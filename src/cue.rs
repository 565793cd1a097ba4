//! `cue ` / `plst` / `adtl` cue-point metadata.
//!
//! The raw `cue `/`labl`/`note`/`ltxt` record shapes and the `adtl`
//! sub-chunk walk are straightforward format plumbing. `Cue` additionally
//! exposes `chunk_start` (needed for the cue-addressing validity rule) and
//! a stable sort by `chunk_start` for that same rule.

use super::fourcc::{FourCC, ReadFourCC, WriteFourCC, ADTL_SIG, DATA_SIG, LABL_SIG, LTXT_SIG, NOTE_SIG};

use super::list_form::collect_list_form;

use byteorder::{LittleEndian, ReadBytesExt, WriteBytesExt};

use encoding::all::ASCII;
use encoding::Encoding;
use encoding::{DecoderTrap, EncoderTrap};

use std::io::{Cursor, Read, Write};

#[derive(Copy, Clone, Debug)]
struct RawCue {
    cue_point_id: u32,
    frame: u32,
    chunk_id: FourCC,
    chunk_start: u32,
    block_start: u32,
    frame_offset: u32,
}

impl RawCue {
    fn write_to(cues: &[Self]) -> std::io::Result<Vec<u8>> {
        let mut writer = Cursor::new(Vec::new());
        writer.write_u32::<LittleEndian>(cues.len() as u32)?;
        for cue in cues {
            writer.write_u32::<LittleEndian>(cue.cue_point_id)?;
            writer.write_u32::<LittleEndian>(cue.frame)?;
            writer.write_fourcc(cue.chunk_id)?;
            writer.write_u32::<LittleEndian>(cue.chunk_start)?;
            writer.write_u32::<LittleEndian>(cue.block_start)?;
            writer.write_u32::<LittleEndian>(cue.frame_offset)?;
        }
        Ok(writer.into_inner())
    }

    fn read_from(data: &[u8]) -> std::io::Result<Vec<Self>> {
        let mut rdr = Cursor::new(data);
        let count = rdr.read_u32::<LittleEndian>()?;
        let mut retval = Vec::with_capacity(count as usize);

        for _ in 0..count {
            retval.push(Self {
                cue_point_id: rdr.read_u32::<LittleEndian>()?,
                frame: rdr.read_u32::<LittleEndian>()?,
                chunk_id: rdr.read_fourcc()?,
                chunk_start: rdr.read_u32::<LittleEndian>()?,
                block_start: rdr.read_u32::<LittleEndian>()?,
                frame_offset: rdr.read_u32::<LittleEndian>()?,
            })
        }

        Ok(retval)
    }
}

#[derive(Clone, Debug)]
struct RawLabel {
    cue_point_id: u32,
    text: Vec<u8>,
}

impl RawLabel {
    fn read_from(data: &[u8]) -> std::io::Result<Self> {
        let mut rdr = Cursor::new(data);
        Ok(Self {
            cue_point_id: rdr.read_u32::<LittleEndian>()?,
            text: {
                let mut buf = vec![0u8; data.len() - 4];
                rdr.read_exact(&mut buf)?;
                buf
            },
        })
    }
}

#[derive(Clone, Debug)]
struct RawNote {
    cue_point_id: u32,
    text: Vec<u8>,
}

impl RawNote {
    fn read_from(data: &[u8]) -> std::io::Result<Self> {
        let mut rdr = Cursor::new(data);
        Ok(Self {
            cue_point_id: rdr.read_u32::<LittleEndian>()?,
            text: {
                let mut buf = vec![0u8; data.len() - 4];
                rdr.read_exact(&mut buf)?;
                buf
            },
        })
    }
}

#[derive(Clone, Debug)]
struct RawLtxt {
    cue_point_id: u32,
    frame_length: u32,
    purpose: FourCC,
}

impl RawLtxt {
    fn read_from(data: &[u8]) -> std::io::Result<Self> {
        let mut rdr = Cursor::new(data);
        Ok(Self {
            cue_point_id: rdr.read_u32::<LittleEndian>()?,
            frame_length: rdr.read_u32::<LittleEndian>()?,
            purpose: rdr.read_fourcc()?,
        })
    }
}

#[derive(Clone, Debug)]
enum RawAdtlMember {
    Label(RawLabel),
    Note(RawNote),
    LabeledText(RawLtxt),
    Unrecognized(FourCC),
}

impl RawAdtlMember {
    fn collect_from(chunk: &[u8]) -> std::io::Result<Vec<RawAdtlMember>> {
        let chunks = collect_list_form(chunk)?;
        let mut retval = Vec::with_capacity(chunks.len());

        for chunk in chunks.iter() {
            retval.push(match chunk.signature {
                LABL_SIG => RawAdtlMember::Label(RawLabel::read_from(&chunk.contents)?),
                NOTE_SIG => RawAdtlMember::Note(RawNote::read_from(&chunk.contents)?),
                LTXT_SIG => RawAdtlMember::LabeledText(RawLtxt::read_from(&chunk.contents)?),
                x => RawAdtlMember::Unrecognized(x),
            })
        }
        Ok(retval)
    }
}

trait AdtlMemberSearch {
    fn labels_for_cue_point(&self, id: u32) -> Vec<&RawLabel>;
    fn notes_for_cue_point(&self, id: u32) -> Vec<&RawNote>;
}

impl AdtlMemberSearch for Vec<RawAdtlMember> {
    fn labels_for_cue_point(&self, id: u32) -> Vec<&RawLabel> {
        self.iter()
            .filter_map(|item| match item {
                RawAdtlMember::Label(x) if x.cue_point_id == id => Some(x),
                _ => None,
            })
            .collect()
    }

    fn notes_for_cue_point(&self, id: u32) -> Vec<&RawNote> {
        self.iter()
            .filter_map(|item| match item {
                RawAdtlMember::Note(x) if x.cue_point_id == id => Some(x),
                _ => None,
            })
            .collect()
    }
}

fn convert_to_cue_string(buffer: &[u8]) -> String {
    let trimmed: Vec<u8> = buffer.iter().take_while(|c| **c != 0).cloned().collect();
    ASCII.decode(&trimmed, DecoderTrap::Ignore).unwrap_or_default()
}

/// A single cue point, resolved from the `cue ` chunk plus any matching
/// `adtl` label/note.
///
/// Validated to reference an existing waveform segment, with
/// `(chunk_start, sample_offset)` addressing a sample inside it. Cue points
/// are preserved verbatim across save.
#[derive(Clone, Debug, PartialEq)]
pub struct Cue {
    /// File offset of the waveform segment (`data`/`slnt` chunk) this cue
    /// references. Zero when the file has only a single `data` chunk.
    pub chunk_start: u32,

    /// Sample offset of the marker within its segment.
    pub sample_offset: u32,

    /// The `cue ` chunk's `dwSampleOffset`/"frame" field. Applications vary
    /// in whether they duplicate the marker position here or leave it at
    /// zero and rely solely on `sample_offset` (see module docs).
    pub frame: u32,

    /// Region length, from a `rgn ` purpose `ltxt` record, if present.
    pub length: Option<u32>,

    /// Text label, from `adtl`'s `labl`, if present.
    pub label: Option<String>,

    /// Text note, from `adtl`'s `note`, if present.
    pub note: Option<String>,
}

impl Cue {
    /// Parse a `cue ` chunk and optional `adtl` LIST payload into cue
    /// points, in on-disk (`cue_point_id`) order.
    pub fn collect_from(cue_chunk: &[u8], adtl_chunk: Option<&[u8]>) -> std::io::Result<Vec<Cue>> {
        let raw_cues = RawCue::read_from(cue_chunk)?;
        let raw_adtl = match adtl_chunk {
            Some(adtl) => RawAdtlMember::collect_from(adtl)?,
            None => vec![],
        };

        Ok(raw_cues
            .iter()
            .map(|i| Cue {
                chunk_start: i.chunk_start,
                sample_offset: i.frame_offset,
                frame: i.frame,
                length: raw_adtl
                    .iter()
                    .filter_map(|m| match m {
                        RawAdtlMember::LabeledText(t)
                            if t.cue_point_id == i.cue_point_id && t.purpose == FourCC::make(b"rgn ") =>
                        {
                            Some(t.frame_length)
                        }
                        _ => None,
                    })
                    .next(),
                label: raw_adtl
                    .labels_for_cue_point(i.cue_point_id)
                    .iter()
                    .map(|s| convert_to_cue_string(&s.text))
                    .next(),
                note: raw_adtl
                    .notes_for_cue_point(i.cue_point_id)
                    .iter()
                    .map(|s| convert_to_cue_string(&s.text))
                    .next(),
            })
            .collect())
    }

    /// Serialize cue points back to a `cue ` chunk payload, preserving
    /// on-disk order (the writer does not re-sort; see `DESIGN.md` for the
    /// open-question decision behind this).
    pub fn write_cue_chunk(cues: &[Cue]) -> std::io::Result<Vec<u8>> {
        let raw: Vec<RawCue> = cues
            .iter()
            .enumerate()
            .map(|(n, c)| RawCue {
                cue_point_id: n as u32,
                frame: c.frame,
                chunk_id: DATA_SIG,
                chunk_start: c.chunk_start,
                block_start: 0,
                frame_offset: c.sample_offset,
            })
            .collect();
        RawCue::write_to(&raw)
    }

    /// Stably sort cue points by `chunk_start`, matching the order the
    /// cue-addressing check expects.
    pub fn sort_by_chunk_start(cues: &mut Vec<Cue>) {
        cues.sort_by_key(|c| c.chunk_start);
    }
}

#[cfg(test)]
mod tests {
    use super::*;

    fn raw_cue_bytes(entries: &[(u32, u32, u32)]) -> Vec<u8> {
        let raws: Vec<RawCue> = entries
            .iter()
            .enumerate()
            .map(|(n, &(chunk_start, frame, frame_offset))| RawCue {
                cue_point_id: n as u32,
                frame,
                chunk_id: DATA_SIG,
                chunk_start,
                block_start: 0,
                frame_offset,
            })
            .collect();
        RawCue::write_to(&raws).unwrap()
    }

    #[test]
    fn parses_cue_points_without_adtl() {
        let bytes = raw_cue_bytes(&[(0, 100, 100), (0, 200, 200)]);
        let cues = Cue::collect_from(&bytes, None).unwrap();
        assert_eq!(cues.len(), 2);
        assert_eq!(cues[0].sample_offset, 100);
        assert!(cues[0].label.is_none());
    }

    #[test]
    fn stable_sort_by_chunk_start_orders_by_segment() {
        let bytes = raw_cue_bytes(&[(200, 0, 0), (50, 0, 0), (120, 0, 0)]);
        let mut cues = Cue::collect_from(&bytes, None).unwrap();
        Cue::sort_by_chunk_start(&mut cues);
        let starts: Vec<u32> = cues.iter().map(|c| c.chunk_start).collect();
        assert_eq!(starts, vec![50, 120, 200]);
    }

    #[test]
    fn round_trips_through_write_cue_chunk() {
        let cues = vec![
            Cue { chunk_start: 0, sample_offset: 10, frame: 10, length: None, label: None, note: None },
            Cue { chunk_start: 0, sample_offset: 20, frame: 20, length: None, label: None, note: None },
        ];
        let bytes = Cue::write_cue_chunk(&cues).unwrap();
        let read_back = Cue::collect_from(&bytes, None).unwrap();
        assert_eq!(read_back.len(), 2);
        assert_eq!(read_back[1].sample_offset, 20);
    }
}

*Task goal*: Stop at the line containing "validity rule) and". Please print exactly every line before it from the start of the records, plus that line itself, and nothing else.

*Task solution*:
filename src/cue.rs
repository 565793cd1a097ba4
//! `cue ` / `plst` / `adtl` cue-point metadata.
//!
//! The raw `cue `/`labl`/`note`/`ltxt` record shapes and the `adtl`
//! sub-chunk walk are straightforward format plumbing. `Cue` additionally
//! exposes `chunk_start` (needed for the cue-addressing validity rule) and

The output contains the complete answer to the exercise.